Promptly after receipt by an indemnified party of notice of the commencement
of
any action (including any governmental action), such indemnified party will,
if
a claim in respect thereof is to be made against any indemnifying party under
this Section 2.5, deliver to the indemnifying party a written notice of the
commencement thereof and the indemnifying party shall have the right to
participate in, and, to the extent the indemnifying party so desires, jointly
with any other indemnifying party similarly noticed, to assume the defense
thereof with counsel mutually satisfactory to the parties; provided, however,
that an indemnified party shall have the right to retain its own counsel, with
the fees and expenses to be paid by the indemnifying party, if the defendants
include both the indemnifying party and the indemnified party and the
indemnified party shall have reasonably concluded that there may be reasonable
defenses available to it which are different from or additional to those
available to the indemnifying party or if the interests of the indemnified
party
reasonably may be deemed to conflict with the interests of the indemnifying
party.

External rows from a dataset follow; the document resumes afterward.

//! Client-side progress estimate for a running extraction.
//!
//! The backend reports no progress while `/extract` is pending, so the
//! client animates a time-based estimate instead. It is purely cosmetic: it
//! may reach 100 % before the request resolves or still be mid-way when it
//! does, and the run's real outcome always wins.
//!
//! Two layers:
//!
//! * [`ProgressModel`]: the deterministic state machine. Each [`tick`]
//!   advances the current step by a fixed increment; steps expected to
//!   dominate real latency (OCR, LLM analysis) advance at half speed.
//! * [`ProgressTicker`]: drives the model on a tokio interval and publishes
//!   [`ProgressSnapshot`]s to a [`ProgressObserver`] and a `watch` channel.
//!   Stopping it aborts the task and zeroes the state under the same lock the
//!   task ticks under, so no stale tick can land after a stop.
//!
//! [`tick`]: ProgressModel::tick
//!
//! # Example
//!
//! ```rust
//! use batchsheet_client::progress::{ProgressModel, STEPS};
//!
//! let mut model = ProgressModel::new();
//! model.activate();
//! assert_eq!(model.snapshot().percent, 0.0);
//!
//! while !model.is_complete() {
//!     model.tick();
//! }
//! assert_eq!(model.snapshot().percent, 100.0);
//! assert_eq!(model.snapshot().step, STEPS.len() - 1);
//! ```

use std::sync::{Arc, Mutex, MutexGuard};
use std::time::Duration;
use tokio::sync::watch;
use tokio::task::JoinHandle;

/// Interval between estimator ticks.
pub const TICK_INTERVAL: Duration = Duration::from_millis(150);

/// One named phase of the simulated pipeline.
#[derive(Debug, Clone, Copy, PartialEq)]
pub struct ProgressStep {
    pub name: &'static str,
    pub description: &'static str,
    /// Share of the whole bar, in percent. All weights sum to 100.
    pub weight: f64,
    /// Weight units added per tick.
    pub increment: f64,
}

/// The fixed step list, in pipeline order.
pub const STEPS: [ProgressStep; 5] = [
    ProgressStep {
        name: "Uploading file",
        description: "Sending file to server...",
        weight: 5.0,
        increment: 0.4,
    },
    ProgressStep {
        name: "OCR Processing",
        description: "Extracting text from document...",
        weight: 50.0,
        increment: 0.2,
    },
    ProgressStep {
        name: "LLM Analysis",
        description: "Analyzing and structuring data...",
        weight: 35.0,
        increment: 0.2,
    },
    ProgressStep {
        name: "Generating Excel",
        description: "Creating Excel file...",
        weight: 8.0,
        increment: 0.4,
    },
    ProgressStep {
        name: "Finalizing",
        description: "Almost done...",
        weight: 2.0,
        increment: 0.4,
    },
];

/// Point-in-time view of the estimate.
#[derive(Debug, Clone, Copy, PartialEq, Default)]
pub struct ProgressSnapshot {
    pub active: bool,
    /// Index into [`STEPS`].
    pub step: usize,
    /// Global percentage in `[0, 100]`.
    pub percent: f64,
}

impl ProgressSnapshot {
    /// The step this snapshot is in.
    pub fn current_step(&self) -> &'static ProgressStep {
        &STEPS[self.step.min(STEPS.len() - 1)]
    }

    /// Percentage rounded for display.
    pub fn rounded_percent(&self) -> u8 {
        self.percent.round().clamp(0.0, 100.0) as u8
    }
}

/// Deterministic progress state machine.
#[derive(Debug, Clone, Default)]
pub struct ProgressModel {
    active: bool,
    step: usize,
    step_progress: f64,
    percent: f64,
}

impl ProgressModel {
    pub fn new() -> Self {
        Self::default()
    }

    /// Start from zero.
    pub fn activate(&mut self) {
        *self = Self {
            active: true,
            ..Self::default()
        };
    }

    /// Clear step and percentage back to zero.
    pub fn deactivate(&mut self) {
        *self = Self::default();
    }

    pub fn is_active(&self) -> bool {
        self.active
    }

    /// True once the last step has filled up.
    pub fn is_complete(&self) -> bool {
        self.percent >= 100.0
    }

    pub fn snapshot(&self) -> ProgressSnapshot {
        ProgressSnapshot {
            active: self.active,
            step: self.step,
            percent: self.percent,
        }
    }

    /// Advance by one tick. No-op while inactive or once complete.
    pub fn tick(&mut self) -> ProgressSnapshot {
        if !self.active || self.is_complete() {
            return self.snapshot();
        }

        let step = &STEPS[self.step];
        let start: f64 = STEPS[..self.step].iter().map(|s| s.weight).sum();
        self.step_progress += step.increment;
        let fraction = (self.step_progress / step.weight).min(1.0);
        let current = start + fraction * step.weight;

        if fraction >= 1.0 && self.step < STEPS.len() - 1 {
            self.step += 1;
            self.step_progress = 0.0;
        }

        self.percent = self.percent.max(current.min(100.0));
        self.snapshot()
    }
}

/// Receives estimator updates.
///
/// All methods default to no-ops so implementors override only what they
/// render. Calls arrive from the ticker task, hence `Send + Sync`.
pub trait ProgressObserver: Send + Sync {
    /// Called once when a run starts, with a zeroed snapshot.
    fn on_activate(&self, snapshot: &ProgressSnapshot) {
        let _ = snapshot;
    }

    /// Called after every tick.
    fn on_tick(&self, snapshot: &ProgressSnapshot) {
        let _ = snapshot;
    }

    /// Called once when the run ends; the estimate is back at zero.
    fn on_deactivate(&self) {}
}

/// Observer that ignores every event.
pub struct NoopProgressObserver;

impl ProgressObserver for NoopProgressObserver {}

/// Shared observer handle as stored by [`crate::session::Session`].
pub type SharedProgressObserver = Arc<dyn ProgressObserver>;

struct TickerShared {
    model: Mutex<ProgressModel>,
    observer: SharedProgressObserver,
    tx: watch::Sender<ProgressSnapshot>,
}

impl TickerShared {
    fn model(&self) -> MutexGuard<'_, ProgressModel> {
        self.model.lock().unwrap_or_else(|poisoned| poisoned.into_inner())
    }
}

/// Cancellable task that animates a [`ProgressModel`].
///
/// Must be started from within a tokio runtime. Dropping the ticker aborts
/// the task without notifying the observer; call [`stop`](Self::stop) for a
/// clean deactivation.
pub struct ProgressTicker {
    shared: Arc<TickerShared>,
    rx: watch::Receiver<ProgressSnapshot>,
    task: Option<JoinHandle<()>>,
}

impl ProgressTicker {
    /// Activate the estimate and start ticking every [`TICK_INTERVAL`].
    pub fn start(observer: SharedProgressObserver) -> Self {
        let mut model = ProgressModel::new();
        model.activate();
        let initial = model.snapshot();
        let (tx, rx) = watch::channel(initial);

        let shared = Arc::new(TickerShared {
            model: Mutex::new(model),
            observer,
            tx,
        });
        shared.observer.on_activate(&initial);

        let task_shared = Arc::clone(&shared);
        let task = tokio::spawn(async move {
            let mut interval = tokio::time::interval(TICK_INTERVAL);
            // The first tick of a tokio interval fires immediately.
            interval.tick().await;
            loop {
                interval.tick().await;
                let mut model = task_shared.model();
                if !model.is_active() {
                    break;
                }
                let snapshot = model.tick();
                task_shared.tx.send_replace(snapshot);
                task_shared.observer.on_tick(&snapshot);
                if model.is_complete() {
                    break;
                }
            }
        });

        Self {
            shared,
            rx,
            task: Some(task),
        }
    }

    /// Latest published snapshot.
    pub fn snapshot(&self) -> ProgressSnapshot {
        *self.rx.borrow()
    }

    /// A receiver that sees every published snapshot.
    pub fn subscribe(&self) -> watch::Receiver<ProgressSnapshot> {
        self.rx.clone()
    }

    /// Abort the task and reset the estimate to zero.
    pub fn stop(&mut self) {
        let Some(task) = self.task.take() else {
            return;
        };
        let mut model = self.shared.model();
        model.deactivate();
        task.abort();
        self.shared.tx.send_replace(model.snapshot());
        self.shared.observer.on_deactivate();
    }
}

impl Drop for ProgressTicker {
    fn drop(&mut self) {
        if let Some(task) = self.task.take() {
            task.abort();
        }
    }
}
//! # batchsheet-client
//!
//! Client for a document OCR/LLM extraction service. Upload a scanned form
//! (JPG, PNG or PDF), let the backend run OCR and language-model extraction,
//! inspect the structured result and save the spreadsheet it generates.
//!
//! All document understanding happens server-side; this crate orchestrates
//! the calls and renders what comes back.
//!
//! ## Run Overview
//!
//! ```text
//! file
//!  │
//!  ├─ 1. Select   read bytes, sniff media type, temp preview for images
//!  ├─ 2. Upload   POST /upload            → file_id
//!  ├─ 3. Extract  POST /extract           → fields, tables, OCR text
//!  ├─ 4. Download GET  /download/{id}     → <id>.xlsx saved locally
//!  └─ 5. Cleanup  DELETE /cleanup/{id}    → backend temp files removed
//! ```
//!
//! While steps 2–5 run, a client-side [`progress`] estimate animates; the
//! backend reports no real progress.
//!
//! ## Quick Start
//!
//! ```rust,no_run
//! use batchsheet_client::{views, ClientConfig, RunState, SelectedFile, Session};
//!
//! #[tokio::main]
//! async fn main() -> Result<(), Box<dyn std::error::Error>> {
//!     let config = ClientConfig::builder()
//!         .base_url("http://localhost:8000/api")
//!         .output_dir("out")
//!         .build()?;
//!     let mut session = Session::http(config)?;
//!
//!     session.select_file(SelectedFile::from_path("batch_sheet.png").await?);
//!     if session.run().await == RunState::Succeeded {
//!         let response = session.response().expect("succeeded runs have a response");
//!         println!("{}", views::render_view(views::View::Fields, response));
//!     } else if let Some(err) = session.error() {
//!         eprintln!("{err}");
//!     }
//!     Ok(())
//! }
//! ```
//!
//! ## Feature Flags
//!
//! | Feature | Default | Description |
//! |---------|---------|-------------|
//! | `cli`   | on      | Enables the `batchsheet` binary (clap + anyhow + tracing-subscriber + indicatif) |

// ── Modules ──────────────────────────────────────────────────────────────

pub mod config;
pub mod error;
pub mod preview;
pub mod progress;
pub mod response;
pub mod selection;
pub mod session;
pub mod spreadsheet;
pub mod transport;
pub mod views;

// ── Re-exports ───────────────────────────────────────────────────────────

pub use config::{ClientConfig, ClientConfigBuilder, DEFAULT_BASE_URL};
pub use error::{ClientError, Operation, RunError, TransportError};
pub use preview::{PreviewHandle, PreviewTracker};
pub use progress::{
    NoopProgressObserver, ProgressObserver, ProgressSnapshot, ProgressTicker,
    SharedProgressObserver,
};
pub use response::{
    CleanupResponse, ExtractRequest, ExtractResponse, ExtractedData, Table, Timing,
    UploadResponse,
};
pub use selection::SelectedFile;
pub use session::{CleanupOutcome, DownloadOutcome, RunReport, RunState, Session};
pub use spreadsheet::{resolve_filename, Spreadsheet};
pub use transport::{HttpTransport, Transport};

The failure to deliver written notice to the indemnifying party within
a
reasonable time of the commencement of any such action, if materially
prejudicial to its ability to defend such action, shall relieve such
indemnifying party of any liability to the indemnified party under this Section
2.5, but the omission so to deliver written notice to the indemnifying party
will not relieve it of any liability that it may have to any indemnified party
otherwise than under this Section 2.5.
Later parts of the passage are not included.